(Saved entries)
+ + +
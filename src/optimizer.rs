//! Optimizer
//!
//! Entry point tying the pieces together: validates the wishlist, normalizes coupon rules,
//! picks a solver for the input size and wraps the result in a [`Plan`].

use rust_decimal::Decimal;
use thiserror::Error;
use tracing::{Span, debug};

use crate::{
    coupons::{CouponRule, usable_coupons},
    items::{Item, first_negative_price, prices},
    plan::{Plan, Strategy},
    solvers::{
        Solver, SolverError, exact::ExactSolver, greedy::GreedySolver,
        partitioned::PartitionSolver, partitions::bell_number, subsets::subset_count,
    },
};

/// Default number of items up to which the single-cart search is exhaustive
pub const DEFAULT_EXACT_ITEM_LIMIT: usize = 12;

/// Default number of items up to which the partition search is exhaustive
pub const DEFAULT_EXACT_PARTITION_LIMIT: usize = 9;

/// Errors that abort an optimizer run.
#[derive(Debug, Error, PartialEq, Eq)]
pub enum OptimizerError {
    /// An item was priced below zero.
    #[error("item {identifier} has negative price {price}")]
    NegativePrice {
        /// Identifier of the offending item
        identifier: String,

        /// Its price
        price: Decimal,
    },

    /// Wrapped solver error
    #[error(transparent)]
    Solver(#[from] SolverError),
}

/// How many coupons a plan may apply.
#[derive(Debug, Clone, Copy, Default, PartialEq, Eq)]
pub enum AllocationMode {
    /// One coupon on the single best cart; everything else at full price
    #[default]
    Single,

    /// Split the items into carts, each taking a different coupon
    Partitioned,
}

/// Optimizer settings.
#[derive(Debug, Clone, Copy, PartialEq, Eq)]
pub struct OptimizerConfig {
    mode: AllocationMode,
    exact_item_limit: usize,
    exact_partition_limit: usize,
}

impl Default for OptimizerConfig {
    fn default() -> Self {
        Self {
            mode: AllocationMode::default(),
            exact_item_limit: DEFAULT_EXACT_ITEM_LIMIT,
            exact_partition_limit: DEFAULT_EXACT_PARTITION_LIMIT,
        }
    }
}

impl OptimizerConfig {
    /// Set the allocation mode.
    #[must_use]
    pub fn with_mode(mut self, mode: AllocationMode) -> Self {
        self.mode = mode;
        self
    }

    /// Set the largest item count searched exhaustively in single mode. Above it the greedy
    /// heuristic runs.
    #[must_use]
    pub fn with_exact_item_limit(mut self, limit: usize) -> Self {
        self.exact_item_limit = limit;
        self
    }

    /// Set the largest item count searched exhaustively in partitioned mode.
    #[must_use]
    pub fn with_exact_partition_limit(mut self, limit: usize) -> Self {
        self.exact_partition_limit = limit;
        self
    }

    /// Allocation mode
    pub fn mode(&self) -> AllocationMode {
        self.mode
    }

    /// Largest item count searched exhaustively in single mode
    pub fn exact_item_limit(&self) -> usize {
        self.exact_item_limit
    }

    /// Largest item count searched exhaustively in partitioned mode
    pub fn exact_partition_limit(&self) -> usize {
        self.exact_partition_limit
    }

    /// Largest item count searched exhaustively in the configured mode
    pub fn exact_limit(&self) -> usize {
        match self.mode {
            AllocationMode::Single => self.exact_item_limit,
            AllocationMode::Partitioned => self.exact_partition_limit,
        }
    }
}

/// Finds the best coupon plan for a wishlist.
#[derive(Debug, Clone, Copy, Default)]
pub struct Optimizer {
    config: OptimizerConfig,
}

impl Optimizer {
    /// Create an optimizer with the given settings.
    pub fn new(config: OptimizerConfig) -> Self {
        Self { config }
    }

    /// The optimizer's settings
    pub fn config(&self) -> &OptimizerConfig {
        &self.config
    }

    /// Allocate coupons over the items.
    ///
    /// Only rules with known terms take part; malformed ones are dropped and counted in
    /// [`Plan::excluded_coupons`]. With no items or no usable coupon the plan is empty.
    ///
    /// # Errors
    ///
    /// Returns [`OptimizerError::NegativePrice`] if an item has a negative price, or a wrapped
    /// [`SolverError`] if an amount overflows.
    #[tracing::instrument(
        name = "optimizer.run",
        skip_all,
        fields(
            items = items.len(),
            rules = rules.len(),
            mode = ?self.config.mode,
            strategy = tracing::field::Empty
        ),
        err
    )]
    pub fn run(&self, items: &[Item], rules: &[CouponRule]) -> Result<Plan, OptimizerError> {
        if let Some(item) = first_negative_price(items) {
            return Err(OptimizerError::NegativePrice {
                identifier: item.identifier().to_string(),
                price: item.price(),
            });
        }

        let usable = usable_coupons(rules);

        if items.is_empty() || usable.coupons.is_empty() {
            debug!(
                coupons = usable.coupons.len(),
                excluded = usable.excluded,
                "nothing to allocate"
            );

            return Ok(Plan::empty(items.len(), usable.excluded));
        }

        let prices = prices(items);
        let strategy = self.strategy_for(items.len());

        Span::current().record("strategy", tracing::field::display(strategy));

        let result = match (strategy, self.config.mode) {
            (Strategy::Exact, mode) => {
                debug!(
                    candidates = %search_space(items.len(), usable.coupons.len(), mode),
                    "starting exact search"
                );

                match mode {
                    AllocationMode::Single => ExactSolver.solve(&usable.coupons, &prices)?,
                    AllocationMode::Partitioned => {
                        PartitionSolver.solve(&usable.coupons, &prices)?
                    }
                }
            }
            (Strategy::Greedy, mode) => {
                debug!(
                    limit = self.config.exact_limit(),
                    "too many items for exact search, using greedy heuristic"
                );

                GreedySolver::new(mode).solve(&usable.coupons, &prices)?
            }
        };

        let plan = Plan::from_solver_result(
            result,
            items,
            &usable.coupons,
            strategy,
            usable.excluded,
        )?;

        debug!(
            total_saving = %plan.total_saving(),
            assignments = plan.assignments().len(),
            "plan selected"
        );

        Ok(plan)
    }

    fn strategy_for(&self, item_count: usize) -> Strategy {
        if item_count <= self.config.exact_limit() {
            Strategy::Exact
        } else {
            Strategy::Greedy
        }
    }
}

/// Allocate coupons with the default settings. See [`Optimizer::run`].
///
/// # Errors
///
/// See [`Optimizer::run`].
pub fn optimize(items: &[Item], rules: &[CouponRule]) -> Result<Plan, OptimizerError> {
    Optimizer::default().run(items, rules)
}

/// Number of candidates an exact search scores, saturating at `u128::MAX`.
///
/// Single mode scores every non-empty subset against every coupon; partitioned mode walks
/// every partition.
pub fn search_space(item_count: usize, coupon_count: usize, mode: AllocationMode) -> u128 {
    match mode {
        AllocationMode::Single => subset_count(item_count)
            .saturating_mul(u128::try_from(coupon_count).unwrap_or(u128::MAX)),
        AllocationMode::Partitioned => bell_number(item_count),
    }
}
+ + +
- **INSTRUCTIONS FOR THE TASK**: Return the whole of the data, character for character.

- **ANSWER FOR THE TASK**:
filename src/optimizer.rs
//! Optimizer
//!
//! Entry point tying the pieces together: validates the wishlist, normalizes coupon rules,
//! picks a solver for the input size and wraps the result in a [`Plan`].

use rust_decimal::Decimal;
use thiserror::Error;
use tracing::{Span, debug};

use crate::{
    coupons::{CouponRule, usable_coupons},
    items::{Item, first_negative_price, prices},
    plan::{Plan, Strategy},
    solvers::{
        Solver, SolverError, exact::ExactSolver, greedy::GreedySolver,
        partitioned::PartitionSolver, partitions::bell_number, subsets::subset_count,
    },
};

/// Default number of items up to which the single-cart search is exhaustive
pub const DEFAULT_EXACT_ITEM_LIMIT: usize = 12;

/// Default number of items up to which the partition search is exhaustive
pub const DEFAULT_EXACT_PARTITION_LIMIT: usize = 9;

/// Errors that abort an optimizer run.
#[derive(Debug, Error, PartialEq, Eq)]
pub enum OptimizerError {
    /// An item was priced below zero.
    #[error("item {identifier} has negative price {price}")]
    NegativePrice {
        /// Identifier of the offending item
        identifier: String,

        /// Its price
        price: Decimal,
    },

    /// Wrapped solver error
    #[error(transparent)]
    Solver(#[from] SolverError),
}

/// How many coupons a plan may apply.
#[derive(Debug, Clone, Copy, Default, PartialEq, Eq)]
pub enum AllocationMode {
    /// One coupon on the single best cart; everything else at full price
    #[default]
    Single,

    /// Split the items into carts, each taking a different coupon
    Partitioned,
}

/// Optimizer settings.
#[derive(Debug, Clone, Copy, PartialEq, Eq)]
pub struct OptimizerConfig {
    mode: AllocationMode,
    exact_item_limit: usize,
    exact_partition_limit: usize,
}

impl Default for OptimizerConfig {
    fn default() -> Self {
        Self {
            mode: AllocationMode::default(),
            exact_item_limit: DEFAULT_EXACT_ITEM_LIMIT,
            exact_partition_limit: DEFAULT_EXACT_PARTITION_LIMIT,
        }
    }
}

impl OptimizerConfig {
    /// Set the allocation mode.
    #[must_use]
    pub fn with_mode(mut self, mode: AllocationMode) -> Self {
        self.mode = mode;
        self
    }

    /// Set the largest item count searched exhaustively in single mode. Above it the greedy
    /// heuristic runs.
    #[must_use]
    pub fn with_exact_item_limit(mut self, limit: usize) -> Self {
        self.exact_item_limit = limit;
        self
    }

    /// Set the largest item count searched exhaustively in partitioned mode.
    #[must_use]
    pub fn with_exact_partition_limit(mut self, limit: usize) -> Self {
        self.exact_partition_limit = limit;
        self
    }

    /// Allocation mode
    pub fn mode(&self) -> AllocationMode {
        self.mode
    }

    /// Largest item count searched exhaustively in single mode
    pub fn exact_item_limit(&self) -> usize {
        self.exact_item_limit
    }

    /// Largest item count searched exhaustively in partitioned mode
    pub fn exact_partition_limit(&self) -> usize {
        self.exact_partition_limit
    }

    /// Largest item count searched exhaustively in the configured mode
    pub fn exact_limit(&self) -> usize {
        match self.mode {
            AllocationMode::Single => self.exact_item_limit,
            AllocationMode::Partitioned => self.exact_partition_limit,
        }
    }
}

/// Finds the best coupon plan for a wishlist.
#[derive(Debug, Clone, Copy, Default)]
pub struct Optimizer {
    config: OptimizerConfig,
}

impl Optimizer {
    /// Create an optimizer with the given settings.
    pub fn new(config: OptimizerConfig) -> Self {
        Self { config }
    }

    /// The optimizer's settings
    pub fn config(&self) -> &OptimizerConfig {
        &self.config
    }

    /// Allocate coupons over the items.
    ///
    /// Only rules with known terms take part; malformed ones are dropped and counted in
    /// [`Plan::excluded_coupons`]. With no items or no usable coupon the plan is empty.
    ///
    /// # Errors
    ///
    /// Returns [`OptimizerError::NegativePrice`] if an item has a negative price, or a wrapped
    /// [`SolverError`] if an amount overflows.
    #[tracing::instrument(
        name = "optimizer.run",
        skip_all,
        fields(
            items = items.len(),
            rules = rules.len(),
            mode = ?self.config.mode,
            strategy = tracing::field::Empty
        ),
        err
    )]
    pub fn run(&self, items: &[Item], rules: &[CouponRule]) -> Result<Plan, OptimizerError> {
        if let Some(item) = first_negative_price(items) {
            return Err(OptimizerError::NegativePrice {
                identifier: item.identifier().to_string(),
                price: item.price(),
            });
        }

        let usable = usable_coupons(rules);

        if items.is_empty() || usable.coupons.is_empty() {
            debug!(
                coupons = usable.coupons.len(),
                excluded = usable.excluded,
                "nothing to allocate"
            );

            return Ok(Plan::empty(items.len(), usable.excluded));
        }

        let prices = prices(items);
        let strategy = self.strategy_for(items.len());

        Span::current().record("strategy", tracing::field::display(strategy));

        let result = match (strategy, self.config.mode) {
            (Strategy::Exact, mode) => {
                debug!(
                    candidates = %search_space(items.len(), usable.coupons.len(), mode),
                    "starting exact search"
                );

                match mode {
                    AllocationMode::Single => ExactSolver.solve(&usable.coupons, &prices)?,
                    AllocationMode::Partitioned => {
                        PartitionSolver.solve(&usable.coupons, &prices)?
                    }
                }
            }
            (Strategy::Greedy, mode) => {
                debug!(
                    limit = self.config.exact_limit(),
                    "too many items for exact search, using greedy heuristic"
                );

                GreedySolver::new(mode).solve(&usable.coupons, &prices)?
            }
        };

        let plan = Plan::from_solver_result(
            result,
            items,
            &usable.coupons,
            strategy,
            usable.excluded,
        )?;

        debug!(
            total_saving = %plan.total_saving(),
            assignments = plan.assignments().len(),
            "plan selected"
        );

        Ok(plan)
    }

    fn strategy_for(&self, item_count: usize) -> Strategy {
        if item_count <= self.config.exact_limit() {
            Strategy::Exact
        } else {
            Strategy::Greedy
        }
    }
}

/// Allocate coupons with the default settings. See [`Optimizer::run`].
///
/// # Errors
///
/// See [`Optimizer::run`].
pub fn optimize(items: &[Item], rules: &[CouponRule]) -> Result<Plan, OptimizerError> {
    Optimizer::default().run(items, rules)
}

/// Number of candidates an exact search scores, saturating at `u128::MAX`.
///
/// Single mode scores every non-empty subset against every coupon; partitioned mode walks
/// every partition.
pub fn search_space(item_count: usize, coupon_count: usize, mode: AllocationMode) -> u128 {
    match mode {
        AllocationMode::Single => subset_count(item_count)
            .saturating_mul(u128::try_from(coupon_count).unwrap_or(u128::MAX)),
        AllocationMode::Partitioned => bell_number(item_count),
    }
}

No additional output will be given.